ASSIGNED TASK:
Go through the entries below and pick out every line with "async".

(Collected data)

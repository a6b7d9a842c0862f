use std::path::Path;
use std::sync::LazyLock;

use regex::Regex;
use url::Url;

use crate::domain::AppError;

const CANONICAL_WATCH_URL: &str = "https://www.youtube.com/watch?v=";

/// Video ids are URL-safe base64 characters; anything shorter than six is not an id.
static VIDEO_ID: LazyLock<Regex> =
    LazyLock::new(|| Regex::new(r"^[A-Za-z0-9_-]{6,}").expect("video id pattern is valid"));

/// Validates a candidate link and rewrites shorts / short links to the watch-page form.
///
/// Returns an empty string when the input is not an http(s) YouTube link.
/// Other YouTube URLs are passed through unchanged.
pub fn normalize_youtube_url(raw: &str) -> String {
    let trimmed = raw.trim();
    if trimmed.is_empty() {
        return String::new();
    }

    let Ok(parsed) = Url::parse(trimmed) else {
        return String::new();
    };

    if !matches!(parsed.scheme(), "http" | "https") {
        return String::new();
    }

    let Some(host) = parsed.host_str() else {
        return String::new();
    };

    let mut segments = parsed.path_segments().into_iter().flatten();

    if is_short_link_host(host) {
        if let Some(id) = segments.next().and_then(video_id) {
            return format!("{}{}", CANONICAL_WATCH_URL, id);
        }
        return trimmed.to_string();
    }

    if is_youtube_host(host) {
        let first = segments.next().unwrap_or_default();
        if first.eq_ignore_ascii_case("shorts") {
            if let Some(id) = segments.next().and_then(video_id) {
                return format!("{}{}", CANONICAL_WATCH_URL, id);
            }
        }
        return trimmed.to_string();
    }

    String::new()
}

fn is_youtube_host(host: &str) -> bool {
    host == "youtube.com" || host.ends_with(".youtube.com")
}

fn is_short_link_host(host: &str) -> bool {
    host == "youtu.be" || host == "www.youtu.be"
}

fn video_id(segment: &str) -> Option<&str> {
    VIDEO_ID.find(segment).map(|m| m.as_str())
}

/// Parses batch-file contents: one URL per line, `#` comments and blank lines skipped,
/// invalid lines dropped.
pub fn parse_batch_lines(contents: &str) -> Vec<String> {
    contents
        .lines()
        .map(str::trim)
        .filter(|line| !line.is_empty() && !line.starts_with('#'))
        .map(normalize_youtube_url)
        .filter(|url| !url.is_empty())
        .collect()
}

pub async fn read_batch_file(path: &Path) -> Result<Vec<String>, AppError> {
    let contents = tokio::fs::read_to_string(path)
        .await
        .map_err(|e| AppError::BatchFile {
            path: path.to_path_buf(),
            reason: e.to_string(),
        })?;

    Ok(parse_batch_lines(&contents))
}

#[cfg(test)]
mod tests {
    use super::*;

    #[test]
    fn test_rejects_non_youtube_input() {
        assert_eq!(normalize_youtube_url("not a url"), "");
        assert_eq!(normalize_youtube_url("   "), "");
        assert_eq!(normalize_youtube_url("ftp://youtube.com/watch?v=abc123"), "");
        assert_eq!(normalize_youtube_url("https://vimeo.com/123456"), "");
        assert_eq!(normalize_youtube_url("youtube.com/watch?v=dQw4w9WgXcQ"), "");
    }

    #[test]
    fn test_rewrites_short_links() {
        assert_eq!(
            normalize_youtube_url("https://youtu.be/dQw4w9WgXcQ"),
            "https://www.youtube.com/watch?v=dQw4w9WgXcQ"
        );
        assert_eq!(
            normalize_youtube_url("  https://youtu.be/dQw4w9WgXcQ?t=42  "),
            "https://www.youtube.com/watch?v=dQw4w9WgXcQ"
        );
    }

    #[test]
    fn test_rewrites_shorts() {
        assert_eq!(
            normalize_youtube_url("https://www.youtube.com/shorts/abcdEFghij"),
            "https://www.youtube.com/watch?v=abcdEFghij"
        );
        assert_eq!(
            normalize_youtube_url("HTTPS://WWW.YOUTUBE.COM/shorts/abc_-12345"),
            "https://www.youtube.com/watch?v=abc_-12345"
        );
    }

    #[test]
    fn test_passes_other_youtube_urls_through() {
        let watch = "https://www.youtube.com/watch?v=dQw4w9WgXcQ&list=PL123";
        assert_eq!(normalize_youtube_url(watch), watch);

        let playlist = "https://youtube.com/playlist?list=PLabc";
        assert_eq!(normalize_youtube_url(playlist), playlist);

        // Too short to be an id, left as-is.
        assert_eq!(normalize_youtube_url("https://youtu.be/abc"), "https://youtu.be/abc");
    }

    #[test]
    fn test_batch_lines() {
        let contents = "# comment\n\nhttps://youtu.be/abc123XYZ\ngarbage\n";
        assert_eq!(
            parse_batch_lines(contents),
            vec!["https://www.youtube.com/watch?v=abc123XYZ".to_string()]
        );
    }

    #[tokio::test]
    async fn test_read_batch_file() {
        let dir = tempfile::tempdir().unwrap();
        let path = dir.path().join("urls.txt");
        std::fs::write(
            &path,
            "https://www.youtube.com/shorts/abcdEFghij\n  # skipped\nhttps://youtu.be/dQw4w9WgXcQ\n",
        )
        .unwrap();

        let urls = read_batch_file(&path).await.unwrap();
        assert_eq!(urls.len(), 2);

        let missing = read_batch_file(&dir.path().join("missing.txt")).await;
        assert!(matches!(missing, Err(AppError::BatchFile { .. })));
    }
}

OUTPUT FOR THIS EXERCISE:
pub async fn read_batch_file(path: &Path) -> Result<Vec<String>, AppError> {
    async fn test_read_batch_file() {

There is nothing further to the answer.